Background: Peristomal infections are the most common complications of PEG, despite prophylactic antibiotics. The "introducer" PEG-placement technique avoids the sojourn of a PEG catheter through the oropharynx, and hence minimizes the chances of infectious complications. Despite the obvious potential advantage, this technique failed to gain popularity, mainly as a result of other associated risks and complications. Recently, a modified introducer endoscopic PEG-gastropexy technique was shown to be quite safe. The present study is the first study that evaluated the need of prophylactic antibiotics for "introducer" PEG.
Objective: To determine the incidence of peristomal wound infections during the immediate 7-day postprocedure follow-up.
Design: Prospective, randomized, double-blind, placebo-controlled trial.
Settings: Multicenter; a university tertiary-care hospital and a private practice endoscopy clinic.
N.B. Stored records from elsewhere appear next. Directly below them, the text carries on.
use tracing_subscriber::{EnvFilter, fmt};

/// 初始化日志系统
///
/// 支持通过 RUST_LOG 环境变量控制日志级别
/// 默认级别: warn，`--verbose` 时为 debug
///
/// 日志写到 stderr，不与 stdout 上的响应输出混在一起。
///
/// 示例:
/// - RUST_LOG=jhttp=trace jhttp api.http
pub fn init_logger(verbose: bool) {
    let default_level = if verbose { "debug" } else { "warn" };
    let filter =
        EnvFilter::try_from_default_env().unwrap_or_else(|_| EnvFilter::new(default_level));

    // 重复初始化（例如测试中）时忽略错误
    let _ = fmt()
        .with_env_filter(filter)
        .with_writer(std::io::stderr)
        .with_target(true)
        .with_thread_ids(false)
        .with_file(false)
        .with_line_number(false)
        .try_init();

    tracing::debug!("Logger initialized");
}
use crate::http::Response;
use std::time::Duration;

/// 单个请求的执行结果
#[derive(Debug, Clone)]
pub struct ExecutionResult {
    /// 请求序号（从 1 开始，按文件中的顺序）
    pub request_number: usize,

    /// 请求名称（来自 ###）
    pub name: Option<String>,

    /// HTTP 方法
    pub method: String,

    /// 请求 URL（替换变量后）
    pub url: String,

    /// 响应状态码（如果成功）
    pub status: Option<u16>,

    /// 执行耗时
    pub duration: Duration,

    /// 收到 2xx 响应
    pub success: bool,

    /// 错误消息（变量替换、请求构建或网络错误）
    pub error: Option<String>,

    /// 完整的 HTTP 响应（用于详细输出）
    pub response: Option<Response>,

    /// 未能替换的变量名
    pub unresolved: Vec<String>,
}

impl ExecutionResult {
    pub fn success(
        request_number: usize,
        name: Option<String>,
        method: String,
        url: String,
        response: Response,
    ) -> Self {
        Self {
            request_number,
            name,
            method,
            url,
            status: Some(response.status.code()),
            duration: response.duration,
            success: response.is_success(),
            error: None,
            response: Some(response),
            unresolved: Vec::new(),
        }
    }

    pub fn error(
        request_number: usize,
        name: Option<String>,
        method: String,
        url: String,
        error: String,
        duration: Duration,
    ) -> Self {
        Self {
            request_number,
            name,
            method,
            url,
            status: None,
            duration,
            success: false,
            error: Some(error),
            response: None,
            unresolved: Vec::new(),
        }
    }

    pub fn with_unresolved(mut self, unresolved: Vec<String>) -> Self {
        self.unresolved = unresolved;
        self
    }

    /// 没有拿到响应（替换、构建或传输失败）
    pub fn is_error(&self) -> bool {
        self.error.is_some()
    }
}

/// 执行摘要
#[derive(Debug, Clone, PartialEq)]
pub struct ExecutionSummary {
    pub total: usize,
    pub passed: usize,
    pub failed: usize,
    pub errors: usize,
    pub total_duration: Duration,
}

impl ExecutionSummary {
    pub fn from_results(results: &[ExecutionResult]) -> Self {
        let passed = results.iter().filter(|r| r.success).count();
        let errors = results.iter().filter(|r| r.is_error()).count();
        let total_duration = results.iter().map(|r| r.duration).sum();

        Self {
            total: results.len(),
            passed,
            failed: results.len() - passed,
            errors,
            total_duration,
        }
    }
}
pub mod formatter;

pub use formatter::{ResponseFormat, ResponseFormatter};
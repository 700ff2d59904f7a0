/// 请求头集合
///
/// 有序的多值映射：键比较不区分大小写，同名请求头按插入顺序保留为多条记录，
/// 不会相互覆盖。每条记录保留自己书写时的大小写。
#[derive(Debug, Clone, Default, PartialEq, Eq)]
pub struct Headers {
    entries: Vec<(String, String)>,
}

impl Headers {
    pub fn new() -> Self {
        Self::default()
    }

    /// 追加一条请求头（同名不覆盖）
    pub fn append(&mut self, name: impl Into<String>, value: impl Into<String>) {
        self.entries.push((name.into(), value.into()));
    }

    /// 第一个匹配的值
    pub fn get(&self, name: &str) -> Option<&str> {
        self.get_all(name).next()
    }

    /// 所有匹配的值，按插入顺序
    pub fn get_all<'a>(&'a self, name: &str) -> impl Iterator<Item = &'a str> {
        self.entries
            .iter()
            .filter(move |(key, _)| key.eq_ignore_ascii_case(name))
            .map(|(_, value)| value.as_str())
    }

    pub fn iter(&self) -> impl Iterator<Item = (&str, &str)> {
        self.entries
            .iter()
            .map(|(key, value)| (key.as_str(), value.as_str()))
    }

    /// 对每个值做变换，名称和条数保持不变
    pub fn map_values<F>(&self, mut f: F) -> Headers
    where
        F: FnMut(&str) -> String,
    {
        Headers {
            entries: self
                .entries
                .iter()
                .map(|(key, value)| (key.clone(), f(value)))
                .collect(),
        }
    }

    pub fn len(&self) -> usize {
        self.entries.len()
    }

    pub fn is_empty(&self) -> bool {
        self.entries.is_empty()
    }
}

impl<K, V> FromIterator<(K, V)> for Headers
where
    K: Into<String>,
    V: Into<String>,
{
    fn from_iter<I: IntoIterator<Item = (K, V)>>(iter: I) -> Self {
        let mut headers = Headers::new();
        for (key, value) in iter {
            headers.append(key, value);
        }
        headers
    }
}
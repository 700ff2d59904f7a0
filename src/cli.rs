use std::path::{Path, PathBuf};
use std::process::ExitCode;
use std::time::Duration;

use anyhow::{Context, bail};
use clap::Parser;
use comfy_table::presets::UTF8_FULL;
use comfy_table::{Attribute, Cell, Color, Table};
use tracing::{info, warn};

use jhttp::http::Client;
use jhttp::parser::{self, ParsedFile};
use jhttp::runner::{ExecutionResult, ExecutionSummary, Reporter, RequestExecutor};
use jhttp::variable::{ConfigLoader, EnvFileLocation, VariableContext};

pub type Result<T> = std::result::Result<T, anyhow::Error>;

/// 执行 .http 文件中的 HTTP 请求
#[derive(Parser, Debug)]
#[command(name = "jhttp", author, version, about, long_about = None)]
pub struct Cli {
    /// .http 文件路径
    pub file: PathBuf,

    /// 环境变量文件路径
    #[arg(long, value_name = "PATH")]
    pub env_file: Option<PathBuf>,

    /// 使用的环境名称（未指定 --env-file 时自动查找环境文件）
    #[arg(long, value_name = "NAME")]
    pub env: Option<String>,

    /// 只执行指定名称的请求
    #[arg(long, value_name = "NAME")]
    pub request: Option<String>,

    /// 把第一个响应体写入文件
    #[arg(long, value_name = "PATH")]
    pub output: Option<PathBuf>,

    /// 请求超时（秒）
    #[arg(long, value_name = "SECS", default_value_t = 30)]
    pub timeout: u64,

    /// 输出详细信息
    #[arg(short, long)]
    pub verbose: bool,

    /// 列出文件中的所有请求
    #[arg(long)]
    pub list: bool,
}

pub async fn run(cli: Cli) -> Result<ExitCode> {
    let mut file = parser::parse_file(&cli.file)
        .with_context(|| format!("解析文件 '{}' 失败", cli.file.display()))?;

    if cli.list {
        println!("{}", request_table(&file));
        return Ok(ExitCode::SUCCESS);
    }

    let env = cli.env.as_deref().unwrap_or_default();
    if let Some(scope) = load_environment(&cli)? {
        file.merge_environment(env, scope);
    }

    let client = Client::with_timeout(Duration::from_secs(cli.timeout))?;
    let mut executor = RequestExecutor::new(client);
    if cli.verbose {
        let echo = Reporter::new(true);
        executor = executor.on_resolved(move |request| echo.print_request(request));
    }

    let results = executor
        .execute_file(&file, cli.request.as_deref(), env)
        .await?;

    let reporter = Reporter::new(cli.verbose);
    match (&cli.request, results.first()) {
        (Some(_), Some(result)) => reporter.print_response(result),
        _ => {
            reporter.print_header(&cli.file.display().to_string(), results.len());
            for result in &results {
                reporter.print_result(result);
            }
        }
    }

    let summary = ExecutionSummary::from_results(&results);
    if cli.request.is_none() {
        reporter.print_summary(&summary);
    }

    if let Some(path) = &cli.output {
        write_output(path, &results)?;
    }

    if summary.errors > 0 {
        Ok(ExitCode::FAILURE)
    } else {
        Ok(ExitCode::SUCCESS)
    }
}

/// 按命令行参数加载环境变量
///
/// `--env-file` 需要和 `--env` 一起使用；只有 `--env` 时在 .http 文件所在目录及上级目录查找。
fn load_environment(cli: &Cli) -> Result<Option<VariableContext>> {
    let Some(env) = cli.env.as_deref() else {
        if let Some(path) = &cli.env_file {
            warn!(path = %path.display(), "--env-file ignored without --env");
        }
        return Ok(None);
    };

    let path = match &cli.env_file {
        Some(path) => path.clone(),
        None => discovered_env_file(env, ConfigLoader::find_env_file(&cli.file))?,
    };

    let scope = ConfigLoader::load_environment(&path, env)
        .with_context(|| format!("加载环境变量文件 '{}' 失败", path.display()))?;
    Ok(Some(scope))
}

fn discovered_env_file(env: &str, location: Option<EnvFileLocation>) -> Result<PathBuf> {
    let Some(location) = location else {
        bail!(
            "未找到环境文件，但指定了环境名称 '{}'。请使用 --env-file 指定，或在 .http 文件所在目录或上级目录放置 http-client.env.json",
            env
        );
    };

    if location.from_parent_dir {
        warn!(
            path = %location.path.display(),
            "using environment file from a parent directory"
        );
    }
    Ok(location.path)
}

/// 把第一个收到的响应体原样写入文件
fn write_output(path: &Path, results: &[ExecutionResult]) -> Result<()> {
    match results.iter().find_map(|r| r.response.as_ref()) {
        Some(response) => {
            std::fs::write(path, &response.body)
                .with_context(|| format!("写入输出文件 '{}' 失败", path.display()))?;
            info!(path = %path.display(), bytes = response.body.len(), "response written");
        }
        None => warn!(path = %path.display(), "no response to write"),
    }
    Ok(())
}

fn request_table(file: &ParsedFile) -> Table {
    let mut table = Table::new();
    table
        .load_preset(UTF8_FULL)
        .set_header(vec!["#", "Name", "Method", "URL", "Line", "Description"]);

    for (index, request) in file.requests.iter().enumerate() {
        let name = if request.name().is_some() {
            Cell::new(request.display_name()).add_attribute(Attribute::Bold)
        } else {
            Cell::new(request.display_name()).add_attribute(Attribute::Dim)
        };
        table.add_row(vec![
            Cell::new(index + 1),
            name,
            Cell::new(request.method).fg(Color::Cyan),
            Cell::new(&request.url),
            Cell::new(request.line_number),
            Cell::new(&request.description),
        ]);
    }

    table
}
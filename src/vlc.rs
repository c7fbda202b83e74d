use crate::bitreader::BitReader;
use crate::error::{Error, Result};

/// One state of a run/level VLC table family: prefix-decodable `(level, run,
/// next-table-delta)` entries in code order, an escape `RefAbsLevel` array
/// used once the code index runs past `levelRunInc`, an exp-Golomb order and
/// a `maxRun` bound.
struct VlcMap {
    level_run_inc: &'static [(i8, i8, i8)],
    ref_abs_level: &'static [i8],
    order: u32,
    max_run: i8,
}

macro_rules! lri {
    ($(($l:expr, $r:expr, $d:expr)),+ $(,)?) => { &[$(($l, $r, $d)),+] };
}

static INTRA_VLC_TAB: [VlcMap; 7] = [
    VlcMap {
        level_run_inc: lri![
            (1,1,1),(-1,1,1),(1,2,1),(-1,2,1),(1,3,1),(-1,3,1),
            (1,4,1),(-1,4,1),(1,5,1),(-1,5,1),(1,6,1),(-1,6,1),
            (1,7,1),(-1,7,1),(1,8,1),(-1,8,1),(1,9,1),(-1,9,1),
            (1,10,1),(-1,10,1),(1,11,1),(-1,11,1),(2,1,2),(-2,1,2),
            (1,12,1),(-1,12,1),(1,13,1),(-1,13,1),(1,14,1),(-1,14,1),
            (1,15,1),(-1,15,1),(2,2,2),(-2,2,2),(1,16,1),(-1,16,1),
            (1,17,1),(-1,17,1),(3,1,3),(-3,1,3),(1,18,1),(-1,18,1),
            (1,19,1),(-1,19,1),(2,3,2),(-2,3,2),(1,20,1),(-1,20,1),
            (1,21,1),(-1,21,1),(2,4,2),(-2,4,2),(1,22,1),(-1,22,1),
            (2,5,2),(-2,5,2),(1,23,1),(-1,23,1),
        ],
        ref_abs_level: &[4,3,3,3,3,2,2,2,2,2,2,2,2,2,2,2,2,2,2,2,2,2,2],
        order: 2,
        max_run: 22,
    },
    VlcMap {
        level_run_inc: lri![
            (1,1,0),(-1,1,0),(1,2,0),(-1,2,0),(2,1,1),(-2,1,1),
            (1,3,0),(-1,3,0),(0,0,0),(1,4,0),(-1,4,0),(1,5,0),
            (-1,5,0),(1,6,0),(-1,6,0),(3,1,2),(-3,1,2),(2,2,1),
            (-2,2,1),(1,7,0),(-1,7,0),(1,8,0),(-1,8,0),(1,9,0),
            (-1,9,0),(2,3,1),(-2,3,1),(4,1,2),(-4,1,2),(1,10,0),
            (-1,10,0),(1,11,0),(-1,11,0),(2,4,1),(-2,4,1),(3,2,2),
            (-3,2,2),(1,12,0),(-1,12,0),(2,5,1),(-2,5,1),(5,1,3),
            (-5,1,3),(1,13,0),(-1,13,0),(2,6,1),(-2,6,1),(1,14,0),
            (-1,14,0),(2,7,1),(-2,7,1),(2,8,1),(-2,8,1),(3,3,2),
            (-3,3,2),(6,1,3),(-6,1,3),(1,15,0),(-1,15,0),
        ],
        ref_abs_level: &[7,4,4,3,3,3,3,3,2,2,2,2,2,2,2],
        order: 2,
        max_run: 14,
    },
    VlcMap {
        level_run_inc: lri![
            (1,1,0),(-1,1,0),(2,1,0),(-2,1,0),(1,2,0),(-1,2,0),
            (3,1,1),(-3,1,1),(0,0,0),(1,3,0),(-1,3,0),(2,2,0),
            (-2,2,0),(4,1,1),(-4,1,1),(1,4,0),(-1,4,0),(5,1,2),
            (-5,1,2),(1,5,0),(-1,5,0),(3,2,1),(-3,2,1),(2,3,0),
            (-2,3,0),(1,6,0),(-1,6,0),(6,1,2),(-6,1,2),(2,4,0),
            (-2,4,0),(1,7,0),(-1,7,0),(4,2,1),(-4,2,1),(7,1,2),
            (-7,1,2),(3,3,1),(-3,3,1),(2,5,0),(-2,5,0),(1,8,0),
            (-1,8,0),(2,6,0),(-2,6,0),(8,1,3),(-8,1,3),(1,9,0),
            (-1,9,0),(5,2,2),(-5,2,2),(3,4,1),(-3,4,1),(2,7,0),
            (-2,7,0),(9,1,3),(-9,1,3),(1,10,0),(-1,10,0),
        ],
        ref_abs_level: &[10,6,4,4,3,3,3,2,2,2],
        order: 2,
        max_run: 9,
    },
    VlcMap {
        level_run_inc: lri![
            (1,1,0),(-1,1,0),(2,1,0),(-2,1,0),(3,1,0),(-3,1,0),
            (1,2,0),(-1,2,0),(0,0,0),(4,1,0),(-4,1,0),(5,1,1),
            (-5,1,1),(2,2,0),(-2,2,0),(1,3,0),(-1,3,0),(6,1,1),
            (-6,1,1),(3,2,0),(-3,2,0),(7,1,1),(-7,1,1),(1,4,0),
            (-1,4,0),(8,1,2),(-8,1,2),(2,3,0),(-2,3,0),(4,2,0),
            (-4,2,0),(1,5,0),(-1,5,0),(9,1,2),(-9,1,2),(5,2,1),
            (-5,2,1),(2,4,0),(-2,4,0),(10,1,2),(-10,1,2),(3,3,0),
            (-3,3,0),(1,6,0),(-1,6,0),(11,1,3),(-11,1,3),(6,2,1),
            (-6,2,1),(1,7,0),(-1,7,0),(2,5,0),(-2,5,0),(3,4,0),
            (-3,4,0),(12,1,3),(-12,1,3),(4,3,0),(-4,3,0),
        ],
        ref_abs_level: &[13,7,5,4,3,2,2],
        order: 2,
        max_run: 6,
    },
    VlcMap {
        level_run_inc: lri![
            (1,1,0),(-1,1,0),(2,1,0),(-2,1,0),(3,1,0),(-3,1,0),
            (0,0,0),(4,1,0),(-4,1,0),(5,1,0),(-5,1,0),(6,1,0),
            (-6,1,0),(1,2,0),(-1,2,0),(7,1,0),(-7,1,0),(8,1,1),
            (-8,1,1),(2,2,0),(-2,2,0),(9,1,1),(-9,1,1),(10,1,1),
            (-10,1,1),(1,3,0),(-1,3,0),(3,2,0),(-3,2,0),(11,1,2),
            (-11,1,2),(4,2,0),(-4,2,0),(12,1,2),(-12,1,2),(13,1,2),
            (-13,1,2),(5,2,0),(-5,2,0),(1,4,0),(-1,4,0),(2,3,0),
            (-2,3,0),(14,1,2),(-14,1,2),(6,2,0),(-6,2,0),(15,1,2),
            (-15,1,2),(16,1,2),(-16,1,2),(3,3,0),(-3,3,0),(1,5,0),
            (-1,5,0),(7,2,0),(-7,2,0),(17,1,2),(-17,1,2),
        ],
        ref_abs_level: &[18,8,4,2,2],
        order: 2,
        max_run: 4,
    },
    VlcMap {
        level_run_inc: lri![
            (0,0,0),(1,1,0),(-1,1,0),(2,1,0),(-2,1,0),(3,1,0),
            (-3,1,0),(4,1,0),(-4,1,0),(5,1,0),(-5,1,0),(6,1,0),
            (-6,1,0),(7,1,0),(-7,1,0),(8,1,0),(-8,1,0),(9,1,0),
            (-9,1,0),(10,1,0),(-10,1,0),(1,2,0),(-1,2,0),(11,1,1),
            (-11,1,1),(12,1,1),(-12,1,1),(13,1,1),(-13,1,1),(2,2,0),
            (-2,2,0),(14,1,1),(-14,1,1),(15,1,1),(-15,1,1),(3,2,0),
            (-3,2,0),(16,1,1),(-16,1,1),(1,3,0),(-1,3,0),(17,1,1),
            (-17,1,1),(4,2,0),(-4,2,0),(18,1,1),(-18,1,1),(5,2,0),
            (-5,2,0),(19,1,1),(-19,1,1),(20,1,1),(-20,1,1),(6,2,0),
            (-6,2,0),(21,1,1),(-21,1,1),(2,3,0),(-2,3,0),
        ],
        ref_abs_level: &[22,7,3],
        order: 2,
        max_run: 2,
    },
    VlcMap {
        level_run_inc: lri![
            (0,0,0),(1,1,0),(-1,1,0),(2,1,0),(-2,1,0),(3,1,0),
            (-3,1,0),(4,1,0),(-4,1,0),(5,1,0),(-5,1,0),(6,1,0),
            (-6,1,0),(7,1,0),(-7,1,0),(8,1,0),(-8,1,0),(9,1,0),
            (-9,1,0),(10,1,0),(-10,1,0),(11,1,0),(-11,1,0),(12,1,0),
            (-12,1,0),(13,1,0),(-13,1,0),(14,1,0),(-14,1,0),(15,1,0),
            (-15,1,0),(16,1,0),(-16,1,0),(1,2,0),(-1,2,0),(17,1,0),
            (-17,1,0),(18,1,0),(-18,1,0),(19,1,0),(-19,1,0),(20,1,0),
            (-20,1,0),(21,1,0),(-21,1,0),(2,2,0),(-2,2,0),(22,1,0),
            (-22,1,0),(23,1,0),(-23,1,0),(24,1,0),(-24,1,0),(25,1,0),
            (-25,1,0),(3,2,0),(-3,2,0),(26,1,0),(-26,1,0),
        ],
        ref_abs_level: &[27,4],
        order: 2,
        max_run: 1,
    },
];

static INTRA_NEXT_IDX: [u8; 16] = [1, 1, 2, 3, 3, 4, 4, 4, 5, 5, 5, 6, 6, 6, 6, 6];

static INTER_VLC_TAB: [VlcMap; 7] = [
    VlcMap {
        level_run_inc: lri![
            (1,1,1),(-1,1,1),(1,2,1),(-1,2,1),(1,3,1),(-1,3,1),
            (1,4,1),(-1,4,1),(1,5,1),(-1,5,1),(1,6,1),(-1,6,1),
            (1,7,1),(-1,7,1),(1,8,1),(-1,8,1),(1,9,1),(-1,9,1),
            (1,10,1),(-1,10,1),(1,11,1),(-1,11,1),(1,12,1),(-1,12,1),
            (1,13,1),(-1,13,1),(2,1,2),(-2,1,2),(1,14,1),(-1,14,1),
            (1,15,1),(-1,15,1),(1,16,1),(-1,16,1),(1,17,1),(-1,17,1),
            (1,18,1),(-1,18,1),(1,19,1),(-1,19,1),(3,1,3),(-3,1,3),
            (1,20,1),(-1,20,1),(1,21,1),(-1,21,1),(2,2,2),(-2,2,2),
            (1,22,1),(-1,22,1),(1,23,1),(-1,23,1),(1,24,1),(-1,24,1),
            (1,25,1),(-1,25,1),(1,26,1),(-1,26,1),
        ],
        ref_abs_level: &[4,3,2,2,2,2,2,2,2,2,2,2,2,2,2,2,2,2,2,2,2,2,2,2,2,2],
        order: 3,
        max_run: 25,
    },
    VlcMap {
        level_run_inc: lri![
            (1,1,0),(-1,1,0),(0,0,0),(1,2,0),(-1,2,0),(1,3,0),
            (-1,3,0),(1,4,0),(-1,4,0),(1,5,0),(-1,5,0),(1,6,0),
            (-1,6,0),(2,1,1),(-2,1,1),(1,7,0),(-1,7,0),(1,8,0),
            (-1,8,0),(1,9,0),(-1,9,0),(1,10,0),(-1,10,0),(2,2,1),
            (-2,2,1),(1,11,0),(-1,11,0),(1,12,0),(-1,12,0),(3,1,2),
            (-3,1,2),(1,13,0),(-1,13,0),(1,14,0),(-1,14,0),(2,3,1),
            (-2,3,1),(1,15,0),(-1,15,0),(2,4,1),(-2,4,1),(1,16,0),
            (-1,16,0),(2,5,1),(-2,5,1),(1,17,0),(-1,17,0),(4,1,3),
            (-4,1,3),(2,6,1),(-2,6,1),(1,18,0),(-1,18,0),(1,19,0),
            (-1,19,0),(2,7,1),(-2,7,1),(3,2,2),(-3,2,2),
        ],
        ref_abs_level: &[5,4,3,3,3,3,3,2,2,2,2,2,2,2,2,2,2,2,2],
        order: 2,
        max_run: 18,
    },
    VlcMap {
        level_run_inc: lri![
            (1,1,0),(-1,1,0),(0,0,0),(1,2,0),(-1,2,0),(2,1,0),
            (-2,1,0),(1,3,0),(-1,3,0),(1,4,0),(-1,4,0),(3,1,1),
            (-3,1,1),(2,2,0),(-2,2,0),(1,5,0),(-1,5,0),(1,6,0),
            (-1,6,0),(1,7,0),(-1,7,0),(2,3,0),(-2,3,0),(4,1,2),
            (-4,1,2),(1,8,0),(-1,8,0),(3,2,1),(-3,2,1),(2,4,0),
            (-2,4,0),(1,9,0),(-1,9,0),(1,10,0),(-1,10,0),(5,1,2),
            (-5,1,2),(2,5,0),(-2,5,0),(1,11,0),(-1,11,0),(2,6,0),
            (-2,6,0),(1,12,0),(-1,12,0),(3,3,1),(-3,3,1),(6,1,2),
            (-6,1,2),(4,2,2),(-4,2,2),(1,13,0),(-1,13,0),(2,7,0),
            (-2,7,0),(3,4,1),(-3,4,1),(1,14,0),(-1,14,0),
        ],
        ref_abs_level: &[7,5,4,4,3,3,3,2,2,2,2,2,2,2],
        order: 2,
        max_run: 13,
    },
    VlcMap {
        level_run_inc: lri![
            (1,1,0),(-1,1,0),(0,0,0),(2,1,0),(-2,1,0),(1,2,0),
            (-1,2,0),(3,1,0),(-3,1,0),(1,3,0),(-1,3,0),(2,2,0),
            (-2,2,0),(4,1,1),(-4,1,1),(1,4,0),(-1,4,0),(5,1,1),
            (-5,1,1),(1,5,0),(-1,5,0),(3,2,0),(-3,2,0),(2,3,0),
            (-2,3,0),(1,6,0),(-1,6,0),(6,1,1),(-6,1,1),(2,4,0),
            (-2,4,0),(1,7,0),(-1,7,0),(4,2,1),(-4,2,1),(7,1,2),
            (-7,1,2),(3,3,0),(-3,3,0),(1,8,0),(-1,8,0),(2,5,0),
            (-2,5,0),(8,1,2),(-8,1,2),(1,9,0),(-1,9,0),(3,4,0),
            (-3,4,0),(2,6,0),(-2,6,0),(5,2,1),(-5,2,1),(1,10,0),
            (-1,10,0),(9,1,2),(-9,1,2),(4,3,1),(-4,3,1),
        ],
        ref_abs_level: &[10,6,5,4,3,3,2,2,2,2],
        order: 2,
        max_run: 9,
    },
    VlcMap {
        level_run_inc: lri![
            (1,1,0),(-1,1,0),(0,0,0),(2,1,0),(-2,1,0),(3,1,0),
            (-3,1,0),(1,2,0),(-1,2,0),(4,1,0),(-4,1,0),(5,1,0),
            (-5,1,0),(2,2,0),(-2,2,0),(1,3,0),(-1,3,0),(6,1,0),
            (-6,1,0),(3,2,0),(-3,2,0),(7,1,1),(-7,1,1),(1,4,0),
            (-1,4,0),(8,1,1),(-8,1,1),(2,3,0),(-2,3,0),(4,2,0),
            (-4,2,0),(1,5,0),(-1,5,0),(9,1,1),(-9,1,1),(5,2,0),
            (-5,2,0),(2,4,0),(-2,4,0),(1,6,0),(-1,6,0),(10,1,2),
            (-10,1,2),(3,3,0),(-3,3,0),(11,1,2),(-11,1,2),(1,7,0),
            (-1,7,0),(6,2,0),(-6,2,0),(3,4,0),(-3,4,0),(2,5,0),
            (-2,5,0),(12,1,2),(-12,1,2),(4,3,0),(-4,3,0),
        ],
        ref_abs_level: &[13,7,5,4,3,2,2],
        order: 2,
        max_run: 6,
    },
    VlcMap {
        level_run_inc: lri![
            (0,0,0),(1,1,0),(-1,1,0),(2,1,0),(-2,1,0),(3,1,0),
            (-3,1,0),(4,1,0),(-4,1,0),(5,1,0),(-5,1,0),(1,2,0),
            (-1,2,0),(6,1,0),(-6,1,0),(7,1,0),(-7,1,0),(8,1,0),
            (-8,1,0),(2,2,0),(-2,2,0),(9,1,0),(-9,1,0),(1,3,0),
            (-1,3,0),(10,1,1),(-10,1,1),(3,2,0),(-3,2,0),(11,1,1),
            (-11,1,1),(4,2,0),(-4,2,0),(12,1,1),(-12,1,1),(1,4,0),
            (-1,4,0),(2,3,0),(-2,3,0),(13,1,1),(-13,1,1),(5,2,0),
            (-5,2,0),(14,1,1),(-14,1,1),(6,2,0),(-6,2,0),(1,5,0),
            (-1,5,0),(15,1,1),(-15,1,1),(3,3,0),(-3,3,0),(16,1,1),
            (-16,1,1),(2,4,0),(-2,4,0),(7,2,0),(-7,2,0),
        ],
        ref_abs_level: &[17,8,4,3,2],
        order: 2,
        max_run: 4,
    },
    VlcMap {
        level_run_inc: lri![
            (0,0,0),(1,1,0),(-1,1,0),(2,1,0),(-2,1,0),(3,1,0),
            (-3,1,0),(4,1,0),(-4,1,0),(5,1,0),(-5,1,0),(6,1,0),
            (-6,1,0),(7,1,0),(-7,1,0),(1,2,0),(-1,2,0),(8,1,0),
            (-8,1,0),(9,1,0),(-9,1,0),(10,1,0),(-10,1,0),(11,1,0),
            (-11,1,0),(12,1,0),(-12,1,0),(2,2,0),(-2,2,0),(13,1,0),
            (-13,1,0),(1,3,0),(-1,3,0),(14,1,0),(-14,1,0),(15,1,0),
            (-15,1,0),(3,2,0),(-3,2,0),(16,1,0),(-16,1,0),(17,1,0),
            (-17,1,0),(18,1,0),(-18,1,0),(4,2,0),(-4,2,0),(19,1,0),
            (-19,1,0),(20,1,0),(-20,1,0),(2,3,0),(-2,3,0),(1,4,0),
            (-1,4,0),(5,2,0),(-5,2,0),(21,1,0),(-21,1,0),
        ],
        ref_abs_level: &[22,6,3,2],
        order: 2,
        max_run: 3,
    },
];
Patients: A total of 633 patients undergoing PEG were assessed for inclusion. Ninety-seven patients who had malignant stenotic oropharyngeal stricture were randomized: group I (49 patients) received prophylactic ceftriaxone, and group II (48 patients) received a placebo. Both groups were similar in patient characteristics.
Interventions: Introducer PEG was performed by using the Freka Pexact-15 CH/FR, with the gastric wall nonsurgically sutured to the anterior abdominal wall by use of an endoscope.
Main outcome measurements: The peristomal area was assessed daily for 7 days by using 2 different types of infection scores.
Results: Clinically significant wound reaction was observed in 1 patient in each group. Wound infection scores were marginally higher in the placebo group, but the differences in the values of infection scores between both the groups were not statistically significant during the 7-day post-PEG follow-up.
Limitations: The introducer gastropexy kit is 5 times more expensive than the "pull" PEG.
Conclusions: The new introducer PEG-gastropexy technique can be performed safely, without prophylactic antibiotics in patients potentially at high risk of peristomal infectious complications (those with advanced oropharyngeal malignancy) (ClinicalTrials.gov identifier NCT00375414).